I, frankly, can’t believe that someone has the audacity to take advantage of a temporary market condition, build a business on it, and then complain when that market condition shifts, as if they thought that the money spigot would continue flowing, for free, forever. And it’s something we’re seeing more and more. Twitter? They’re having the same problem. There is no such thing as a free lunch. And if you like a service, you shouldn’t be a free user.

Easy for me to say, right? I don’t run a successful blog that makes money from Facebook. I didn’t invest the time in building a Facebook audience, only to have it ripped away from me.

Well, actually, funny story.

Back in 2010, I wanted to learn how to write Android apps. So I wrote an app to learn. Lifehacker covered it, and the rest, as they say, is history. This is relevant, because the app required a server component. I used Google’s App Engine, a free host that required me to write code in a specific way that locked me into the service, to build the server component. After some tweaking and working with Google to improve one of their products (even debugging and fixing their code myself), I had my application serving 10,000 users for a dollar a day. Let me repeat that: ten thousand users, $1 a day.

Then, one year later, Google changed the pricing on App Engine. A lot of developers were upset by this. I was not. My prices were being hiked, and I knew that I wouldn’t be able to afford to stay on App Engine indefinitely under the new pricing and had to start making plans to switch off, but I knew better than to be upset. Why? Because I had met some of the people working on App Engine during the time I had been a customer. I enjoyed talking to them, and got to know them. When things went wrong, instead of getting angry and yelling, I offered support and encouragement. I cared about those people.

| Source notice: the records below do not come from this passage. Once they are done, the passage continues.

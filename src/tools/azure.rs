//! Azure handlers: `az` pass-through, Blob Storage, virtual machines.

use std::sync::Arc;

use serde_json::json;

use super::args::{self, Args};
use super::{collaborator, ToolContext, ToolResponse};
use crate::error::GatewayError;
use crate::gateway::Provider;
use crate::storage::{collect_capped, ObjectStore};

pub(super) async fn run_command(ctx: &ToolContext, args: &Args) -> crate::Result<ToolResponse> {
    let command = args::required_str(args, "command", "Command")?;
    let subscription = ctx.scope(Provider::Azure, args);
    let result = ctx.executor.execute_azure(command, subscription).await?;
    Ok(ToolResponse::from_execution(&result))
}

/// Store for the caller's `accountName`, or the configured account.
fn blob_store(ctx: &ToolContext, args: &Args) -> crate::Result<Arc<dyn ObjectStore>> {
    let account = args::optional_str(args, "accountName")
        .map(|name| args::safe_token("accountName", name, false))
        .transpose()?;
    ctx.stores.store(Provider::Azure, account)
}

pub(super) async fn list_containers(ctx: &ToolContext, args: &Args) -> crate::Result<ToolResponse> {
    let prefix = args::optional_str(args, "prefix");
    let max_results = args::max_results(args)?;
    let store = blob_store(ctx, args)?;

    let containers = collect_capped(max_results, |page| store.list_containers(prefix, page))
        .await
        .map_err(collaborator("list containers"))?;
    ToolResponse::json(&json!({ "containers": containers }))
}

pub(super) async fn list_blobs(ctx: &ToolContext, args: &Args) -> crate::Result<ToolResponse> {
    let container = args::required_str(args, "containerName", "Container name")?;
    let prefix = args::optional_str(args, "prefix");
    let max_results = args::max_results(args)?;
    let store = blob_store(ctx, args)?;

    let blobs = collect_capped(max_results, |page| store.list_objects(container, prefix, page))
        .await
        .map_err(collaborator("list blobs"))?;
    ToolResponse::json(&json!({ "container": container, "blobs": blobs }))
}

pub(super) async fn read_blob(ctx: &ToolContext, args: &Args) -> crate::Result<ToolResponse> {
    let container = args::required_str(args, "containerName", "Container name")?;
    let blob = args::required_str(args, "blobName", "Blob name")?;
    let store = blob_store(ctx, args)?;

    let content = store
        .read_object(container, blob)
        .await
        .map_err(collaborator("read blob"))?;
    Ok(ToolResponse::text(content))
}

pub(super) async fn blob_properties(ctx: &ToolContext, args: &Args) -> crate::Result<ToolResponse> {
    let container = args::required_str(args, "containerName", "Container name")?;
    let blob = args::required_str(args, "blobName", "Blob name")?;
    let store = blob_store(ctx, args)?;

    let properties = store
        .object_metadata(container, blob)
        .await
        .map_err(collaborator("get blob properties"))?;
    ToolResponse::json(&properties)
}

pub(super) async fn list_vms(ctx: &ToolContext, args: &Args) -> crate::Result<ToolResponse> {
    let subscription = ctx.checked_scope(Provider::Azure, args)?;
    let mut command = "vm list --output json".to_string();
    if let Some(group) = args::optional_str(args, "resourceGroup") {
        command.push_str(&format!(
            " --resource-group {}",
            args::safe_token("resourceGroup", group, false)?
        ));
    }
    let result = ctx.executor.execute_azure(&command, subscription).await?;
    Ok(ToolResponse::from_execution(&result))
}

/// `action` is `start` or `stop`.
pub(super) async fn set_power(
    ctx: &ToolContext,
    args: &Args,
    action: &'static str,
) -> crate::Result<ToolResponse> {
    let target = vm_target(args)?;
    let subscription = ctx.checked_scope(Provider::Azure, args)?;
    let command = format!("vm {} {}", action, target);
    let result = ctx.executor.execute_azure(&command, subscription).await?;
    Ok(ToolResponse::from_execution(&result))
}

/// Size first, then tags.
pub(super) async fn modify_vm(ctx: &ToolContext, args: &Args) -> crate::Result<ToolResponse> {
    let target = vm_target(args)?;
    let subscription = ctx.checked_scope(Provider::Azure, args)?;
    let size = args::optional_str(args, "size")
        .map(|size| args::safe_token("size", size, false))
        .transpose()?;
    let tags = args::string_map(args, "tags")?;

    let mut steps = Vec::new();
    if let Some(size) = size {
        steps.push(("resize", format!("vm resize {} --size {}", target, size)));
    }
    if !tags.is_empty() {
        let assignments = tags
            .iter()
            .map(|(k, v)| {
                Ok(format!(
                    "tags.{}={}",
                    args::safe_token("tags", k, false)?,
                    args::safe_token("tags", v, false)?
                ))
            })
            .collect::<crate::Result<Vec<_>>>()?;
        steps.push((
            "update-tags",
            format!("vm update {} --set {}", target, assignments.join(" ")),
        ));
    }
    if steps.is_empty() {
        return Err(GatewayError::MissingArgument("size or tags"));
    }

    Ok(ctx.run_steps(Provider::Azure, subscription, steps).await)
}

/// `--name <vm> --resource-group <rg>`
fn vm_target(args: &Args) -> crate::Result<String> {
    let name = args::required_str(args, "vmName", "VM name")?;
    let group = args::required_str(args, "resourceGroup", "Resource group")?;
    Ok(format!(
        "--name {} --resource-group {}",
        args::safe_token("vmName", name, false)?,
        args::safe_token("resourceGroup", group, false)?
    ))
}

#[cfg(test)]
mod tests {
    use crate::storage::testing::VecStore;
    use crate::tools::testing::router_with;
    use serde_json::{json, Value};

    fn args(value: Value) -> Option<crate::tools::Args> {
        value.as_object().cloned()
    }

    fn stdout_of(text: &str) -> String {
        let body: Value = serde_json::from_str(text).unwrap();
        body["stdout"].as_str().unwrap().to_string()
    }

    #[tokio::test]
    async fn test_start_vm_with_subscription() {
        let router = router_with("echo", VecStore::with_objects(0, 10));
        let response = router
            .dispatch(
                "azure_start_vm",
                args(json!({"vmName": "vm-1", "resourceGroup": "rg-prod", "subscriptionId": "sub-1"})),
            )
            .await;
        assert!(!response.is_error);
        assert_eq!(
            stdout_of(&response.joined_text()),
            "vm start --name vm-1 --resource-group rg-prod --subscription sub-1\n"
        );
    }

    #[tokio::test]
    async fn test_stop_vm_without_subscription() {
        let router = router_with("echo", VecStore::with_objects(0, 10));
        let response = router
            .dispatch("azure_stop_vm", args(json!({"vmName": "vm-1", "resourceGroup": "rg"})))
            .await;
        assert_eq!(
            stdout_of(&response.joined_text()),
            "vm stop --name vm-1 --resource-group rg\n"
        );
    }

    #[tokio::test]
    async fn test_list_vms_filters_by_group() {
        let router = router_with("echo", VecStore::with_objects(0, 10));
        let response = router
            .dispatch("azure_list_vms", args(json!({"resourceGroup": "rg-a"})))
            .await;
        assert_eq!(
            stdout_of(&response.joined_text()),
            "vm list --output json --resource-group rg-a\n"
        );
    }

    #[tokio::test]
    async fn test_vm_name_required() {
        let router = router_with("echo", VecStore::with_objects(0, 10));
        let response = router
            .dispatch("azure_start_vm", args(json!({"resourceGroup": "rg"})))
            .await;
        assert!(response.is_error);
        assert_eq!(response.joined_text(), "Error: VM name is required");
    }

    #[tokio::test]
    async fn test_modify_vm_steps() {
        let router = router_with("echo", VecStore::with_objects(0, 10));
        let response = router
            .dispatch(
                "azure_modify_vm",
                args(json!({
                    "vmName": "vm-1",
                    "resourceGroup": "rg",
                    "size": "Standard_D2s_v3",
                    "tags": {"env": "prod"}
                })),
            )
            .await;
        assert!(!response.is_error);
        let text = response.joined_text();
        assert!(text.contains("Step 1 (resize): "));
        assert!(text.contains("--size Standard_D2s_v3"));
        assert!(text.contains("Step 2 (update-tags): "));
        assert!(text.contains("--set tags.env=prod"));
    }

    #[tokio::test]
    async fn test_modify_vm_rejects_injected_tag() {
        let router = router_with("echo", VecStore::with_objects(0, 10));
        let response = router
            .dispatch(
                "azure_modify_vm",
                args(json!({"vmName": "vm-1", "resourceGroup": "rg", "tags": {"env": "a b"}})),
            )
            .await;
        assert!(response.is_error);
        assert!(response.joined_text().contains("invalid argument 'tags'"));
    }

    #[tokio::test]
    async fn test_list_containers_and_blob_properties() {
        let router = router_with("echo", VecStore::with_objects(3, 10));
        let response = router
            .dispatch("azure_list_containers", args(json!({"accountName": "acct"})))
            .await;
        let body: Value = serde_json::from_str(&response.joined_text()).unwrap();
        assert_eq!(body["containers"].as_array().unwrap().len(), 2);

        let response = router
            .dispatch(
                "azure_get_blob_properties",
                args(json!({"containerName": "c", "blobName": "b.txt"})),
            )
            .await;
        let body: Value = serde_json::from_str(&response.joined_text()).unwrap();
        assert_eq!(body["name"], "b.txt");
    }

    #[tokio::test]
    async fn test_read_blob_failure_is_prefixed() {
        let router = router_with("echo", VecStore::failing("BlobNotFound"));
        let response = router
            .dispatch("azure_read_blob", args(json!({"containerName": "c", "blobName": "x"})))
            .await;
        assert!(response.is_error);
        assert_eq!(response.joined_text(), "Error: Failed to read blob: BlobNotFound");
    }
}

And I knew they cared about me.

If they were raising my prices, it’s because they had to. Because, at the end of the day, they had been running the service for me at cost while I built my business on top of it. It would be ludicrous for me to be upset with them for trying to finally stop bleeding money. And yet, that is exactly what is happening to Facebook and Twitter. Rather than being grateful they had the opportunity to build their audience for free, people are getting angry that they can’t continue to build their audience for free indefinitely.

Now, of course, I’m biased. That project that I built on App Engine is turning into a paid service soon. I’m going to require users to pay me to use what they previously had for free. I’m doing what I can to soften the blow, but I’m not paying for the free ride anymore. And pay I have. I listed out the finances of the project publicly a year ago, and since then, we’ve only gone further into the red. Much further. To the tune of $100 or $200 a month. And I’ve paid all of that, out of pocket, patiently. I’m not even looking to recoup that, necessarily. I just want to stop the bleeding. But users will tell me I’m selfish, that I’m trying to milk them, that I pulled a bait-and-switch. That what I am doing is not fair.

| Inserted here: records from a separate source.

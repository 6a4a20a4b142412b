//! Object-storage collaborators behind a single `ObjectStore` seam.
//!
//! Listing is page-based so callers can stop enumerating as soon as a result
//! cap is reached instead of materializing whole collections. Prefix filters
//! are passed to the backend, never applied client-side.

pub mod azure_blob;
pub mod gcs;

use std::future::Future;
use std::sync::Arc;

use async_trait::async_trait;
use serde::Serialize;

use crate::config::{resolve_scope, GatewayConfig};
use crate::gateway::{CommandExecutor, Provider};

pub use azure_blob::AzureBlobStore;
pub use gcs::GcsStore;

/// Result cap applied when the caller does not pass `maxResults`.
pub const DEFAULT_MAX_RESULTS: usize = 100;

/// Largest page requested from a backend in one call.
pub const MAX_PAGE_SIZE: usize = 1000;

/// A bucket (GCS) or container (Azure Blob).
#[derive(Debug, Clone, PartialEq, Eq, Serialize)]
#[serde(rename_all = "camelCase")]
pub struct ContainerInfo {
    pub name: String,
    #[serde(skip_serializing_if = "Option::is_none")]
    pub created: Option<String>,
    #[serde(skip_serializing_if = "Option::is_none")]
    pub location: Option<String>,
}

/// An object (GCS) or blob (Azure Blob).
#[derive(Debug, Clone, PartialEq, Eq, Serialize)]
#[serde(rename_all = "camelCase")]
pub struct ObjectInfo {
    pub name: String,
    #[serde(skip_serializing_if = "Option::is_none")]
    pub size: Option<u64>,
    #[serde(skip_serializing_if = "Option::is_none")]
    pub content_type: Option<String>,
    #[serde(skip_serializing_if = "Option::is_none")]
    pub updated: Option<String>,
}

/// Continuation token plus the number of entries wanted from this page.
#[derive(Debug, Clone, PartialEq, Eq)]
pub struct PageRequest {
    pub token: Option<String>,
    pub size: usize,
}

/// One page of a backend enumeration.
#[derive(Debug, Clone)]
pub struct Page<T> {
    pub items: Vec<T>,
    pub next_token: Option<String>,
}

/// Storage operations exposed as tools. Backends return their own errors;
/// handlers add the operation prefix.
#[async_trait]
pub trait ObjectStore: Send + Sync {
    async fn list_containers(
        &self,
        prefix: Option<&str>,
        page: PageRequest,
    ) -> crate::Result<Page<ContainerInfo>>;

    async fn list_objects(
        &self,
        container: &str,
        prefix: Option<&str>,
        page: PageRequest,
    ) -> crate::Result<Page<ObjectInfo>>;

    /// Full object content as text (lossy for non-UTF-8 data).
    async fn read_object(&self, container: &str, name: &str) -> crate::Result<String>;

    /// Backend-native metadata document.
    async fn object_metadata(&self, container: &str, name: &str)
        -> crate::Result<serde_json::Value>;
}

/// Produces scoped `ObjectStore` handles. Built once per process and shared
/// by every call.
pub trait StoreFactory: Send + Sync {
    /// Store for `provider`, scoped to a project (GCP) or storage account
    /// (Azure). `None` falls back to the configured default.
    fn store(&self, provider: Provider, scope: Option<&str>) -> crate::Result<Arc<dyn ObjectStore>>;
}

/// Pull pages from `fetch` until `max_results` entries are collected or the
/// backend runs out. No page is requested once the cap is reached, and
/// entries keep backend order.
pub async fn collect_capped<T, F, Fut>(max_results: usize, mut fetch: F) -> crate::Result<Vec<T>>
where
    F: FnMut(PageRequest) -> Fut,
    Fut: Future<Output = crate::Result<Page<T>>>,
{
    let mut items = Vec::new();
    let mut token = None;

    while items.len() < max_results {
        let remaining = max_results - items.len();
        let page = fetch(PageRequest {
            token: token.take(),
            size: remaining.min(MAX_PAGE_SIZE),
        })
        .await?;

        let fetched = page.items.len();
        items.extend(page.items.into_iter().take(remaining));

        match page.next_token {
            // An empty page with a token would loop forever on a misbehaving backend.
            Some(next) if fetched > 0 => token = Some(next),
            _ => break,
        }
    }

    Ok(items)
}

/// The production `StoreFactory`: one shared HTTP client and executor,
/// cheap per-call store handles built from them.
#[derive(Clone)]
pub struct ClientFactory {
    http: reqwest::Client,
    executor: CommandExecutor,
    gcs_endpoint: String,
    default_project: Option<String>,
    default_account: Option<String>,
}

impl ClientFactory {
    pub fn new(config: &GatewayConfig, executor: CommandExecutor) -> crate::Result<Self> {
        let http = reqwest::Client::builder()
            .timeout(executor.policy().timeout)
            .build()
            .map_err(|e| crate::GatewayError::Transport(format!("HTTP client init: {}", e)))?;
        Ok(Self {
            http,
            executor,
            gcs_endpoint: gcs::DEFAULT_ENDPOINT.to_string(),
            default_project: resolve_scope(config.gcp.default_project.as_deref()),
            default_account: resolve_scope(config.azure.storage_account.as_deref()),
        })
    }
}

impl StoreFactory for ClientFactory {
    fn store(&self, provider: Provider, scope: Option<&str>) -> crate::Result<Arc<dyn ObjectStore>> {
        match provider {
            Provider::Gcp => {
                let project = scope.map(str::to_string).or_else(|| self.default_project.clone());
                Ok(Arc::new(GcsStore::new(
                    self.http.clone(),
                    self.executor.clone(),
                    &self.gcs_endpoint,
                    project,
                )))
            }
            Provider::Azure => {
                let account = scope
                    .map(str::to_string)
                    .or_else(|| self.default_account.clone())
                    .ok_or(crate::GatewayError::MissingArgument("Storage account name"))?;
                Ok(Arc::new(AzureBlobStore::new(self.executor.clone(), account)))
            }
        }
    }
}


#[cfg(test)]
mod tests {
    use super::testing::VecStore;
    use super::*;
    use std::sync::atomic::Ordering;

    #[tokio::test]
    async fn test_collect_capped_never_exceeds_cap() {
        let store = VecStore::with_objects(250, 40);
        let items = collect_capped(100, |page| store.list_objects("b", None, page))
            .await
            .unwrap();
        assert_eq!(items.len(), 100);
    }

    #[tokio::test]
    async fn test_collect_capped_stops_fetching_at_cap() {
        let store = VecStore::with_objects(1000, 10);
        let items = collect_capped(25, |page| store.list_objects("b", None, page))
            .await
            .unwrap();
        assert_eq!(items.len(), 25);
        // 10 + 10 + 5: the third page is the last one requested.
        assert_eq!(store.pages_served.load(Ordering::SeqCst), 3);
    }

    #[tokio::test]
    async fn test_collect_capped_preserves_backend_order() {
        let store = VecStore::with_objects(30, 7);
        let items = collect_capped(100, |page| store.list_objects("b", None, page))
            .await
            .unwrap();
        let names: Vec<String> = items.into_iter().map(|o| o.name).collect();
        assert_eq!(names, store.objects);
    }

    #[tokio::test]
    async fn test_collect_capped_passes_prefix_through() {
        let store = VecStore::with_objects(30, 100);
        let items = collect_capped(100, |page| store.list_objects("b", Some("obj-001"), page))
            .await
            .unwrap();
        assert_eq!(items.len(), 10);
        assert!(items.iter().all(|o| o.name.starts_with("obj-001")));
    }

    #[tokio::test]
    async fn test_collect_capped_propagates_backend_error() {
        let store = VecStore::failing("403 Forbidden");
        let result = collect_capped(10, |page| store.list_objects("b", None, page)).await;
        assert!(matches!(result, Err(crate::GatewayError::Transport(ref m)) if m == "403 Forbidden"));
    }

    #[tokio::test]
    async fn test_client_factory_azure_requires_account() {
        let config = GatewayConfig::default();
        let executor = CommandExecutor::from_config(&config);
        let factory = ClientFactory::new(&config, executor).unwrap();
        let result = factory.store(Provider::Azure, None);
        assert!(matches!(result, Err(crate::GatewayError::MissingArgument(label)) if label.contains("account")));
        assert!(factory.store(Provider::Azure, Some("acct")).is_ok());
        assert!(factory.store(Provider::Gcp, None).is_ok());
    }
}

I’m going to tell them to go fuck themselves. What I have done for the last two and a half years wasn’t fair. It isn’t until now that I am finally being fair.

At the end of the day, is there any company you can trust? How do you know where to build your audience? How do you know that the rug won’t be pulled out from under you in a year, two years, tomorrow, the next day?

It’s a simple litmus test: are you contributing to the company’s bottom line? Are you paying them for the value you’re extracting from them?

If the answer’s no, you have no right to be angry when that gravy train stops running.